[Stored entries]
========================

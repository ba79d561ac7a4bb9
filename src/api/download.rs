use axum::body::Body;
use axum::extract::{Path, Query, State};
use axum::http::{header, StatusCode};
use axum::response::{IntoResponse, Response};

use crate::export::{annotated_columns, filtered_columns, stream_csv};
use crate::models::AbstractsQuery;
use crate::search::filter;
use crate::state::AppState;

/// GET /api/download/current - The filtered view as a CSV attachment
pub async fn download_current(
    State(state): State<AppState>,
    Query(query): Query<AbstractsQuery>,
) -> Response {
    let result = filter(&state.table, &query.search, query.show_empty());
    let columns = filtered_columns(result.search_active());
    let indices = result.indices();

    let table = state.table.clone();
    let rows = indices
        .into_iter()
        .filter_map(move |i| result.row(&table, i));

    let filename = format!(
        "abstracts_filtered_{}.csv",
        chrono::Local::now().format("%Y%m%d_%H%M%S")
    );
    csv_attachment(&filename, Body::from_stream(stream_csv(rows, columns)))
}

/// GET /api/download/{task_id} - An annotation result as a CSV attachment
pub async fn download_task(
    State(state): State<AppState>,
    Path(task_id): Path<String>,
) -> Result<Response, (StatusCode, String)> {
    state.sweep_expired();
    let result = state
        .results
        .get(&task_id)
        .ok_or_else(|| (StatusCode::NOT_FOUND, "Results not found".to_string()))?;

    let columns = annotated_columns(&result.columns);
    let rows = (0..result.len()).map(move |i| result.rows[i].clone());

    let prefix: String = task_id.chars().take(8).collect();
    let filename = format!("annotated_abstracts_{prefix}.csv");
    Ok(csv_attachment(
        &filename,
        Body::from_stream(stream_csv(rows, columns)),
    ))
}

fn csv_attachment(filename: &str, body: Body) -> Response {
    (
        [
            (header::CONTENT_TYPE, "text/csv; charset=utf-8".to_string()),
            (
                header::CONTENT_DISPOSITION,
                format!("attachment; filename=\"{filename}\""),
            ),
        ],
        body,
    )
        .into_response()
}
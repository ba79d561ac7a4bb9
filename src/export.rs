//! Chunked CSV export of filtered and annotated rows.

use std::io;

use futures_util::stream::{self, Stream, StreamExt};

use crate::table::{Row, ANSWER_PREFIX, BASE_COLUMNS, COL_MATCHED_KEYWORDS};

/// Rows encoded per emitted chunk.
pub const CHUNK_ROWS: usize = 1000;

/// Columns exported for a filtered (not annotated) view.
pub fn filtered_columns(search_active: bool) -> Vec<String> {
    let mut columns: Vec<String> = BASE_COLUMNS.iter().map(|c| c.to_string()).collect();
    if search_active {
        columns.push(COL_MATCHED_KEYWORDS.to_string());
    }
    columns
}

/// Columns exported for an annotation result: base columns, matched
/// keywords if present, then every answer column in the order added.
/// Only columns present in `available` are kept.
pub fn annotated_columns(available: &[String]) -> Vec<String> {
    let mut columns: Vec<String> = BASE_COLUMNS
        .iter()
        .chain(std::iter::once(&COL_MATCHED_KEYWORDS))
        .filter(|c| available.iter().any(|a| a.as_str() == **c))
        .map(|c| c.to_string())
        .collect();
    columns.extend(
        available
            .iter()
            .filter(|c| c.starts_with(ANSWER_PREFIX))
            .cloned(),
    );
    columns
}

/// Encode the header and each row's values in `columns` order. Missing
/// fields are written empty.
fn encode<'a, I>(records: I) -> io::Result<Vec<u8>>
where
    I: IntoIterator<Item = Vec<&'a str>>,
{
    let mut writer = csv::WriterBuilder::new()
        .flexible(false)
        .from_writer(Vec::new());
    for record in records {
        writer.write_record(record).map_err(io::Error::other)?;
    }
    writer
        .into_inner()
        .map_err(|e| io::Error::other(e.to_string()))
}

fn encode_rows(rows: &[Row], columns: &[String]) -> io::Result<Vec<u8>> {
    encode(rows.iter().map(|row| {
        columns
            .iter()
            .map(|c| row.get(c).unwrap_or_default())
            .collect::<Vec<&str>>()
    }))
}

/// Stream `rows` as CSV: one header chunk, then one chunk per
/// [`CHUNK_ROWS`] rows. Rows are pulled from the iterator only as chunks
/// are produced.
pub fn stream_csv<I>(
    rows: I,
    columns: Vec<String>,
) -> impl Stream<Item = io::Result<Vec<u8>>> + Send + 'static
where
    I: IntoIterator<Item = Row>,
    I::IntoIter: Send + 'static,
{
    let header = encode(std::iter::once(
        columns.iter().map(String::as_str).collect::<Vec<&str>>(),
    ));

    let body = stream::unfold(
        (rows.into_iter(), columns),
        |(mut rows, columns)| async move {
            let chunk: Vec<Row> = rows.by_ref().take(CHUNK_ROWS).collect();
            if chunk.is_empty() {
                return None;
            }
            let encoded = encode_rows(&chunk, &columns);
            Some((encoded, (rows, columns)))
        },
    );

    stream::once(async move { header }).chain(body)
}
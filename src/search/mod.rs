//! Keyword filtering and pagination over the abstract table.

pub mod filter;
pub mod paginate;

pub use filter::{filter, parse_search_terms, FilterResult};
pub use paginate::{paginate, Page};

========================

This exercise requires that all of the entries be repeated exactly.

repository ba79d561ac7a4bb9
filename src/api/download.rs
use axum::body::Body;
use axum::extract::{Path, Query, State};
use axum::http::{header, StatusCode};
use axum::response::{IntoResponse, Response};

use crate::export::{annotated_columns, filtered_columns, stream_csv};
use crate::models::AbstractsQuery;
use crate::search::filter;
use crate::state::AppState;

/// GET /api/download/current - The filtered view as a CSV attachment
pub async fn download_current(
    State(state): State<AppState>,
    Query(query): Query<AbstractsQuery>,
) -> Response {
    let result = filter(&state.table, &query.search, query.show_empty());
    let columns = filtered_columns(result.search_active());
    let indices = result.indices();

    let table = state.table.clone();
    let rows = indices
        .into_iter()
        .filter_map(move |i| result.row(&table, i));

    let filename = format!(
        "abstracts_filtered_{}.csv",
        chrono::Local::now().format("%Y%m%d_%H%M%S")
    );
    csv_attachment(&filename, Body::from_stream(stream_csv(rows, columns)))
}

/// GET /api/download/{task_id} - An annotation result as a CSV attachment
pub async fn download_task(
    State(state): State<AppState>,
    Path(task_id): Path<String>,
) -> Result<Response, (StatusCode, String)> {
    state.sweep_expired();
    let result = state
        .results
        .get(&task_id)
        .ok_or_else(|| (StatusCode::NOT_FOUND, "Results not found".to_string()))?;

    let columns = annotated_columns(&result.columns);
    let rows = (0..result.len()).map(move |i| result.rows[i].clone());

    let prefix: String = task_id.chars().take(8).collect();
    let filename = format!("annotated_abstracts_{prefix}.csv");
    Ok(csv_attachment(
        &filename,
        Body::from_stream(stream_csv(rows, columns)),
    ))
}

fn csv_attachment(filename: &str, body: Body) -> Response {
    (
        [
            (header::CONTENT_TYPE, "text/csv; charset=utf-8".to_string()),
            (
                header::CONTENT_DISPOSITION,
                format!("attachment; filename=\"{filename}\""),
            ),
        ],
        body,
    )
        .into_response()
}
repository ba79d561ac7a4bb9
filename src/export.rs
//! Chunked CSV export of filtered and annotated rows.

use std::io;

use futures_util::stream::{self, Stream, StreamExt};

use crate::table::{Row, ANSWER_PREFIX, BASE_COLUMNS, COL_MATCHED_KEYWORDS};

/// Rows encoded per emitted chunk.
pub const CHUNK_ROWS: usize = 1000;

/// Columns exported for a filtered (not annotated) view.
pub fn filtered_columns(search_active: bool) -> Vec<String> {
    let mut columns: Vec<String> = BASE_COLUMNS.iter().map(|c| c.to_string()).collect();
    if search_active {
        columns.push(COL_MATCHED_KEYWORDS.to_string());
    }
    columns
}

/// Columns exported for an annotation result: base columns, matched
/// keywords if present, then every answer column in the order added.
/// Only columns present in `available` are kept.
pub fn annotated_columns(available: &[String]) -> Vec<String> {
    let mut columns: Vec<String> = BASE_COLUMNS
        .iter()
        .chain(std::iter::once(&COL_MATCHED_KEYWORDS))
        .filter(|c| available.iter().any(|a| a.as_str() == **c))
        .map(|c| c.to_string())
        .collect();
    columns.extend(
        available
            .iter()
            .filter(|c| c.starts_with(ANSWER_PREFIX))
            .cloned(),
    );
    columns
}

/// Encode the header and each row's values in `columns` order. Missing
/// fields are written empty.
fn encode<'a, I>(records: I) -> io::Result<Vec<u8>>
where
    I: IntoIterator<Item = Vec<&'a str>>,
{
    let mut writer = csv::WriterBuilder::new()
        .flexible(false)
        .from_writer(Vec::new());
    for record in records {
        writer.write_record(record).map_err(io::Error::other)?;
    }
    writer
        .into_inner()
        .map_err(|e| io::Error::other(e.to_string()))
}

fn encode_rows(rows: &[Row], columns: &[String]) -> io::Result<Vec<u8>> {
    encode(rows.iter().map(|row| {
        columns
            .iter()
            .map(|c| row.get(c).unwrap_or_default())
            .collect::<Vec<&str>>()
    }))
}

/// Stream `rows` as CSV: one header chunk, then one chunk per
/// [`CHUNK_ROWS`] rows. Rows are pulled from the iterator only as chunks
/// are produced.
pub fn stream_csv<I>(
    rows: I,
    columns: Vec<String>,
) -> impl Stream<Item = io::Result<Vec<u8>>> + Send + 'static
where
    I: IntoIterator<Item = Row>,
    I::IntoIter: Send + 'static,
{
    let header = encode(std::iter::once(
        columns.iter().map(String::as_str).collect::<Vec<&str>>(),
    ));

    let body = stream::unfold(
        (rows.into_iter(), columns),
        |(mut rows, columns)| async move {
            let chunk: Vec<Row> = rows.by_ref().take(CHUNK_ROWS).collect();
            if chunk.is_empty() {
                return None;
            }
            let encoded = encode_rows(&chunk, &columns);
            Some((encoded, (rows, columns)))
        },
    );

    stream::once(async move { header }).chain(body)
}
filename src/search/mod.rs
//! Keyword filtering and pagination over the abstract table.

pub mod filter;
pub mod paginate;

pub use filter::{filter, parse_search_terms, FilterResult};
pub use paginate::{paginate, Page};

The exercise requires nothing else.